TO DO :: Within the records below, reproduce without change the lines from the line that has "check that the" through the line that has "if let Err(e) = refresher.refresh_once().await", and only those.

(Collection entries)
--------------------------------------------------
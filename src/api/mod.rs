//! HTTP API Module
//!
//! Provides the replication endpoints and the node's REST API.

mod http;

pub use http::{HealthResponse, HttpServer, StatusResponse, VolumeResponse, VolumeSummary};
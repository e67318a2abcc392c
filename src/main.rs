//! Dotmesh Server - Snapshot Volume Replication Node
//!
//! Runs one node of a dotmesh cluster: per-volume state machines, the
//! replication endpoints and the cluster cache refresher.

use std::path::PathBuf;
use std::sync::Arc;

use clap::{Parser, Subcommand};
use tokio_util::sync::CancellationToken;
use tracing_subscriber::{layer::SubscriberExt, util::SubscriberInitExt};

use dotmesh::api::HttpServer;
use dotmesh::cluster::CacheRefresher;
use dotmesh::config::DotmeshConfig;
use dotmesh::context::{Collaborators, NodeContext};
use dotmesh::error::Result;

/// Dotmesh Server - Snapshot Volume Replication Node
#[derive(Parser)]
#[command(name = "dotmesh-server")]
#[command(author, version, about, long_about = None)]
struct Cli {
    /// Path to configuration file
    #[arg(short, long, default_value = "dotmesh.toml")]
    config: PathBuf,

    /// Log level (trace, debug, info, warn, error)
    #[arg(short, long, default_value = "info")]
    log_level: String,

    #[command(subcommand)]
    command: Commands,
}

#[derive(Subcommand)]
enum Commands {
    /// Start the node
    Start,

    /// Initialize a new configuration file
    Init {
        /// Output path for configuration file
        #[arg(short, long, default_value = "dotmesh.toml")]
        output: PathBuf,

        /// Node ID
        #[arg(long, default_value = "node-1")]
        node_id: String,
    },

    /// Validate configuration file
    Validate,

    /// Show node information
    Info,
}

#[tokio::main]
async fn main() -> Result<()> {
    let cli = Cli::parse();

    // Initialize logging
    init_logging(&cli.log_level);

    match cli.command {
        Commands::Start => run_start(cli.config).await,
        Commands::Init { output, node_id } => run_init(output, node_id),
        Commands::Validate => run_validate(cli.config),
        Commands::Info => run_info(cli.config),
    }
}

/// Initialize logging
fn init_logging(level: &str) {
    let env_filter = tracing_subscriber::EnvFilter::try_from_default_env()
        .unwrap_or_else(|_| level.into());

    tracing_subscriber::registry()
        .with(env_filter)
        .with(tracing_subscriber::fmt::layer())
        .init();
}

/// Start the node
async fn run_start(config_path: PathBuf) -> Result<()> {
    tracing::info!("Starting dotmesh node...");

    // Load configuration
    let config = match DotmeshConfig::from_file(&config_path) {
        Ok(c) => c,
        Err(e) => {
            tracing::error!("Failed to load configuration from {:?}: {}", config_path, e);
            tracing::error!("Please check that the config file exists and is valid TOML");
            return Err(e);
        }
    };
    tracing::info!("Loaded configuration for node: {}", config.node.id);

    // Ensure directories exist
    if let Err(e) = std::fs::create_dir_all(config.metadata_dir()) {
        tracing::error!("Failed to create metadata directory {:?}: {}", config.metadata_dir(), e);
        return Err(e.into());
    }

    let collaborators = Collaborators::from_config(&config)?;
    let ctx = NodeContext::new(config, collaborators)?;

    let refresher = CacheRefresher::new(Arc::clone(&ctx));
    if let Err(e) = refresher.refresh_once().await {
        tracing::warn!("Initial cluster cache refresh failed: {}", e);
    }
    tracing::info!(
        "Cluster cache loaded: {} volumes, {} mastered here",
        ctx.cache.known_volumes().len(),
        ctx.cache.mastered_volumes().len()
    );

    let shutdown = CancellationToken::new();
    let refresh_task = tokio::spawn(refresher.run(shutdown.clone()));

    let server = HttpServer::new(Arc::clone(&ctx));
    let outcome = tokio::select! {
        result = server.start(shutdown.clone()) => result,
        _ = tokio::signal::ctrl_c() => {
            tracing::info!("Shutdown signal received");
            Ok(())
        }
    };
    if let Err(e) = &outcome {
        tracing::error!("HTTP API failed: {}", e);
    }

    shutdown.cancel();
    if let Err(e) = refresh_task.await {
        tracing::warn!("Cache refresher ended abnormally: {}", e);
    }
    ctx.shutdown();
    tracing::info!("Node {} stopped", ctx.node_id);

    outcome
}

/// Generate a configuration file
fn run_init(output: PathBuf, node_id: String) -> Result<()> {
    let config_content = format!(r#"# Dotmesh Configuration
# Generated configuration file

[node]
id = "{node_id}"
data_dir = "/var/lib/dotmesh/{node_id}"

[api]
enabled = true
bind_address = "0.0.0.0:32607"
peer_port = 32607
connect_timeout_secs = 10
cors_enabled = false

[engine]
binary = "zfs"
pool = "pool"
prefix = "dmfs"

[cluster]
refresh_interval_ms = 1000
address_selection = "first"
# address_selection = "round_robin"

[[cluster.nodes]]
id = "{node_id}"
addresses = ["127.0.0.1"]

# [[cluster.volumes]]
# id = "0b9a1d7e-volume-id"
# master = "{node_id}"

[transfer]
service_user = "admin"
progress_depth = 16
retained_results = 256

[transfer.retry]
policy = "fail_fast"
# policy = "backoff"
# max_attempts = 5
# initial_backoff_ms = 200
# max_backoff_ms = 5000

[secrets]
file = "/var/lib/dotmesh/passwords.json"

[logging]
level = "info"
"#);

    std::fs::write(&output, config_content)?;
    println!("Configuration file created: {}", output.display());
    println!("\nEdit the file to configure your cluster nodes and engine pool.");
    println!("Then start with: dotmesh-server start --config {}", output.display());

    Ok(())
}

/// Validate configuration
fn run_validate(config_path: PathBuf) -> Result<()> {
    match DotmeshConfig::from_file(&config_path) {
        Ok(config) => {
            println!("✓ Configuration is valid");
            println!("  Node ID: {}", config.node.id);
            println!("  Bind Address: {}", config.api.bind_address);
            println!("  Engine: {} ({}/{})", config.engine.binary, config.engine.pool, config.engine.prefix);
            println!("  Nodes: {}", config.cluster.nodes.len());
            println!("  Volumes: {}", config.cluster.volumes.len());
            Ok(())
        }
        Err(e) => {
            eprintln!("✗ Configuration error: {}", e);
            Err(e)
        }
    }
}

/// Show node information
fn run_info(config_path: PathBuf) -> Result<()> {
    let config = DotmeshConfig::from_file(&config_path)?;

    println!("Dotmesh Node Information");
    println!("========================");
    println!();
    println!("Node ID:          {}", config.node.id);
    println!("Bind Address:     {}", config.api.bind_address);
    println!("Data Directory:   {}", config.node.data_dir.display());
    println!("Metadata:         {}", config.metadata_dir().display());
    println!();
    println!("Engine Configuration:");
    println!("  Binary:         {}", config.engine.binary);
    println!("  Pool:           {}", config.engine.pool);
    println!("  Prefix:         {}", config.engine.prefix);
    println!();
    println!("Cluster Configuration:");
    println!("  Refresh:        {} ms", config.cluster.refresh_interval_ms);
    println!("  Selection:      {:?}", config.cluster.address_selection);
    for node in &config.cluster.nodes {
        println!("  Node {:<10} {:?}", node.id, node.addresses);
    }
    println!();
    println!("Transfer Configuration:");
    println!("  Service User:   {}", config.transfer.service_user);
    println!("  Retry:          {:?}", config.transfer.retry);
    println!("  Kept Results:   {}", config.transfer.retained_results);

    Ok(())
}
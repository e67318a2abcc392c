//! Secret Store
//!
//! API keys for the identities this node uses when talking to peers on
//! behalf of callers.

use std::collections::HashMap;
use std::path::PathBuf;

use async_trait::async_trait;
use serde::Deserialize;

use crate::error::{Error, Result};

/// Lookup of API keys by user name
#[async_trait]
pub trait SecretStore: Send + Sync {
    async fn api_key(&self, user: &str) -> Result<String>;
}

#[derive(Debug, Deserialize)]
struct UserSecret {
    api_key: String,
}

/// JSON file of the form `{"admin": {"api_key": "..."}}`, re-read on
/// every lookup
#[derive(Debug, Clone)]
pub struct FileSecretStore {
    path: PathBuf,
}

impl FileSecretStore {
    pub fn new(path: impl Into<PathBuf>) -> Self {
        Self { path: path.into() }
    }
}

#[async_trait]
impl SecretStore for FileSecretStore {
    async fn api_key(&self, user: &str) -> Result<String> {
        let bytes = tokio::fs::read(&self.path).await.map_err(|e| {
            Error::Credentials(format!("unable to read {}: {}", self.path.display(), e))
        })?;
        let secrets: HashMap<String, UserSecret> = serde_json::from_slice(&bytes)
            .map_err(|e| Error::Credentials(format!("unable to parse {}: {}", self.path.display(), e)))?;

        secrets
            .get(user)
            .map(|s| s.api_key.clone())
            .ok_or_else(|| Error::Credentials(format!("no API key for user {}", user)))
    }
}

/// Keys held in memory
#[derive(Debug, Clone, Default)]
pub struct StaticSecretStore {
    keys: HashMap<String, String>,
}

impl StaticSecretStore {
    pub fn new() -> Self {
        Self::default()
    }

    pub fn with(mut self, user: impl Into<String>, api_key: impl Into<String>) -> Self {
        self.keys.insert(user.into(), api_key.into());
        self
    }
}

#[async_trait]
impl SecretStore for StaticSecretStore {
    async fn api_key(&self, user: &str) -> Result<String> {
        self.keys
            .get(user)
            .cloned()
            .ok_or_else(|| Error::Credentials(format!("no API key for user {}", user)))
    }
}
//! Replication Prelude
//!
//! Metadata header written ahead of the engine byte stream. Layout:
//!
//! ```text
//! +------+------------+-----------+------------------+
//! | DMPL | len u32 LE | crc32 LE  | JSON body (len)  |
//! +------+------------+-----------+------------------+
//! ```
//!
//! Decoding reads exactly the header and body, so the reader handed back
//! yields the engine bytes untouched.

use serde::{Deserialize, Serialize};
use tokio::io::{AsyncRead, AsyncReadExt};

use crate::error::{Error, Result};
use crate::volume::Snapshot;

/// Magic bytes opening every prelude
pub const MAGIC: [u8; 4] = *b"DMPL";

/// Largest body accepted when decoding
pub const MAX_BODY_SIZE: u32 = 16 * 1024 * 1024;

/// Snapshot records carried by one replication stream
#[derive(Debug, Clone, Default, PartialEq, Eq, Serialize, Deserialize)]
pub struct Prelude {
    pub snapshots: Vec<Snapshot>,
}

impl Prelude {
    pub fn new(snapshots: Vec<Snapshot>) -> Self {
        Self { snapshots }
    }

    /// Build the prelude for a send ending at `to`: every snapshot of the
    /// lineage up to and including it, in lineage order.
    pub fn for_send(filesystem: &str, lineage: &[Snapshot], to: &str) -> Result<Self> {
        let end = lineage
            .iter()
            .position(|s| s.id == to)
            .ok_or_else(|| Error::SnapshotNotFound {
                filesystem: filesystem.to_string(),
                snapshot: to.to_string(),
            })?;
        Ok(Self::new(lineage[..=end].to_vec()))
    }

    /// Serialize to header bytes
    pub fn encode(&self) -> Result<Vec<u8>> {
        let body = serde_json::to_vec(self)?;
        if body.len() > MAX_BODY_SIZE as usize {
            return Err(Error::MalformedPrelude(format!(
                "prelude body of {} bytes exceeds {} bytes",
                body.len(),
                MAX_BODY_SIZE
            )));
        }
        let header = PreludeHeader::new(&body);

        let mut bytes = Vec::with_capacity(PreludeHeader::SIZE + body.len());
        bytes.extend_from_slice(&header.to_bytes());
        bytes.extend_from_slice(&body);
        Ok(bytes)
    }

    /// Read a prelude from the head of `reader`, returning the reader
    /// positioned at the first byte after it.
    pub async fn decode<R: AsyncRead + Unpin>(mut reader: R) -> Result<(Self, R)> {
        let mut header_bytes = [0u8; PreludeHeader::SIZE];
        reader
            .read_exact(&mut header_bytes)
            .await
            .map_err(|e| truncated_or_io(e, "header"))?;
        let header = PreludeHeader::from_bytes(&header_bytes)?;

        let mut body = vec![0u8; header.length as usize];
        reader
            .read_exact(&mut body)
            .await
            .map_err(|e| truncated_or_io(e, "body"))?;

        let prelude = header.verify_and_parse(&body)?;
        Ok((prelude, reader))
    }
}

fn truncated_or_io(e: std::io::Error, part: &str) -> Error {
    if e.kind() == std::io::ErrorKind::UnexpectedEof {
        Error::MalformedPrelude(format!("truncated {}", part))
    } else {
        Error::Io(e)
    }
}

/// Fixed-size header in front of the prelude body
#[derive(Debug, Clone, Copy)]
struct PreludeHeader {
    length: u32,
    checksum: u32,
}

impl PreludeHeader {
    const SIZE: usize = 12;

    fn new(body: &[u8]) -> Self {
        Self {
            length: body.len() as u32,
            checksum: crc32fast::hash(body),
        }
    }

    fn to_bytes(self) -> [u8; Self::SIZE] {
        let mut bytes = [0u8; Self::SIZE];
        bytes[0..4].copy_from_slice(&MAGIC);
        bytes[4..8].copy_from_slice(&self.length.to_le_bytes());
        bytes[8..12].copy_from_slice(&self.checksum.to_le_bytes());
        bytes
    }

    fn from_bytes(bytes: &[u8; Self::SIZE]) -> Result<Self> {
        if bytes[0..4] != MAGIC {
            return Err(Error::MalformedPrelude("bad magic".into()));
        }
        let length = u32::from_le_bytes([bytes[4], bytes[5], bytes[6], bytes[7]]);
        let checksum = u32::from_le_bytes([bytes[8], bytes[9], bytes[10], bytes[11]]);
        if length > MAX_BODY_SIZE {
            return Err(Error::MalformedPrelude(format!(
                "declared body of {} bytes exceeds {} bytes",
                length, MAX_BODY_SIZE
            )));
        }
        Ok(Self { length, checksum })
    }

    fn verify_and_parse(&self, body: &[u8]) -> Result<Prelude> {
        if crc32fast::hash(body) != self.checksum {
            return Err(Error::MalformedPrelude("checksum mismatch".into()));
        }
        serde_json::from_slice(body).map_err(|e| Error::MalformedPrelude(e.to_string()))
    }
}
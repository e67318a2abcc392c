//! Stream Relay
//!
//! Pumps bytes from a source to a sink in bounded chunks, optionally
//! compressing or decompressing on the way. Progress is best effort and
//! never blocks the pump. The result is delivered exactly once, after the
//! sink has been shut down.

use std::time::Instant;

use tokio::io::{AsyncRead, AsyncReadExt, AsyncWrite, AsyncWriteExt};
use tokio::sync::{mpsc, oneshot};

use crate::error::{Error, Result};
use crate::replication::compress;

/// Size of each read from the source
pub const CHUNK_SIZE: usize = 128 * 1024;

/// Transformation applied between source and sink
#[derive(Debug, Clone, Copy, PartialEq, Eq)]
pub enum Transform {
    /// Pass bytes through
    None,
    /// Frame and LZ4-compress each chunk
    Compress,
    /// Decode LZ4 frames back into raw bytes
    Decompress,
}

/// Bytes read from the source so far
#[derive(Debug, Clone, Copy)]
pub struct Progress {
    pub bytes: u64,
    pub at: Instant,
}

/// A configured relay between two named endpoints
pub struct Relay {
    source_label: String,
    sink_label: String,
    transform: Transform,
    progress: Option<mpsc::Sender<Progress>>,
}

impl Relay {
    pub fn new(source: impl Into<String>, sink: impl Into<String>, transform: Transform) -> Self {
        Self {
            source_label: source.into(),
            sink_label: sink.into(),
            transform,
            progress: None,
        }
    }

    /// Report progress on a bounded channel. Updates are dropped when the
    /// receiver lags.
    pub fn with_progress(mut self, progress: mpsc::Sender<Progress>) -> Self {
        self.progress = Some(progress);
        self
    }

    /// Run the relay to completion. Returns the number of bytes read from
    /// the source. The sink is shut down whether or not the pump failed.
    pub async fn run<R, W>(self, mut source: R, mut sink: W) -> Result<u64>
    where
        R: AsyncRead + Unpin,
        W: AsyncWrite + Unpin,
    {
        let pumped = self.pump(&mut source, &mut sink).await;
        let shutdown = sink.shutdown().await;

        match (pumped, shutdown) {
            (Ok(bytes), Ok(())) => {
                tracing::debug!(
                    "Relay {} -> {} finished after {} bytes",
                    self.source_label,
                    self.sink_label,
                    bytes
                );
                Ok(bytes)
            }
            (Ok(_), Err(e)) => Err(self.sink_error(e)),
            (Err(e), _) => {
                tracing::debug!("Relay {} -> {} failed: {}", self.source_label, self.sink_label, e);
                Err(e)
            }
        }
    }

    /// Run the relay on its own task
    pub fn spawn<R, W>(self, source: R, sink: W) -> RelayHandle
    where
        R: AsyncRead + Unpin + Send + 'static,
        W: AsyncWrite + Unpin + Send + 'static,
    {
        let (tx, rx) = oneshot::channel();
        let label = format!("{} -> {}", self.source_label, self.sink_label);
        tokio::spawn(async move {
            let result = self.run(source, sink).await;
            let _ = tx.send(result);
        });
        RelayHandle { label, rx }
    }

    async fn pump<R, W>(&self, source: &mut R, sink: &mut W) -> Result<u64>
    where
        R: AsyncRead + Unpin,
        W: AsyncWrite + Unpin,
    {
        let mut total: u64 = 0;

        if self.transform == Transform::Decompress {
            while let Some(block) = compress::read_block(source)
                .await
                .map_err(|e| self.source_failure(e))?
            {
                total += 4 + block.len() as u64;
                let chunk = compress::decode_block(&block)?;
                sink.write_all(&chunk).await.map_err(|e| self.sink_error(e))?;
                self.report(total);
            }
            return Ok(total);
        }

        let mut buf = vec![0u8; CHUNK_SIZE];
        loop {
            let n = source.read(&mut buf).await.map_err(|e| self.source_error(e))?;
            if n == 0 {
                break;
            }
            total += n as u64;

            let written = match self.transform {
                Transform::Compress => {
                    let frame = compress::encode_frame(&buf[..n]);
                    sink.write_all(&frame).await
                }
                _ => sink.write_all(&buf[..n]).await,
            };
            written.map_err(|e| self.sink_error(e))?;

            self.report(total);
        }

        Ok(total)
    }

    fn report(&self, bytes: u64) {
        if let Some(progress) = &self.progress {
            let _ = progress.try_send(Progress {
                bytes,
                at: Instant::now(),
            });
        }
    }

    fn source_error(&self, e: std::io::Error) -> Error {
        Error::Relay {
            endpoint: self.source_label.clone(),
            reason: e.to_string(),
        }
    }

    fn source_failure(&self, e: Error) -> Error {
        match e {
            Error::Io(e) => self.source_error(e),
            other => other,
        }
    }

    fn sink_error(&self, e: std::io::Error) -> Error {
        Error::Relay {
            endpoint: self.sink_label.clone(),
            reason: e.to_string(),
        }
    }
}

/// Completion handle of a spawned relay
pub struct RelayHandle {
    label: String,
    rx: oneshot::Receiver<Result<u64>>,
}

impl RelayHandle {
    /// Wait for the relay to finish
    pub async fn done(self) -> Result<u64> {
        match self.rx.await {
            Ok(result) => result,
            Err(_) => Err(Error::Relay {
                endpoint: self.label,
                reason: "relay task ended without a result".into(),
            }),
        }
    }
}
--------------------------------------------------
RESULT FOR THIS EXERCISE ::
            tracing::error!("Please check that the config file exists and is valid TOML");
            return Err(e);
        }
    };
    tracing::info!("Loaded configuration for node: {}", config.node.id);

    // Ensure directories exist
    if let Err(e) = std::fs::create_dir_all(config.metadata_dir()) {
        tracing::error!("Failed to create metadata directory {:?}: {}", config.metadata_dir(), e);
        return Err(e.into());
    }

    let collaborators = Collaborators::from_config(&config)?;
    let ctx = NodeContext::new(config, collaborators)?;

    let refresher = CacheRefresher::new(Arc::clone(&ctx));
    if let Err(e) = refresher.refresh_once().await {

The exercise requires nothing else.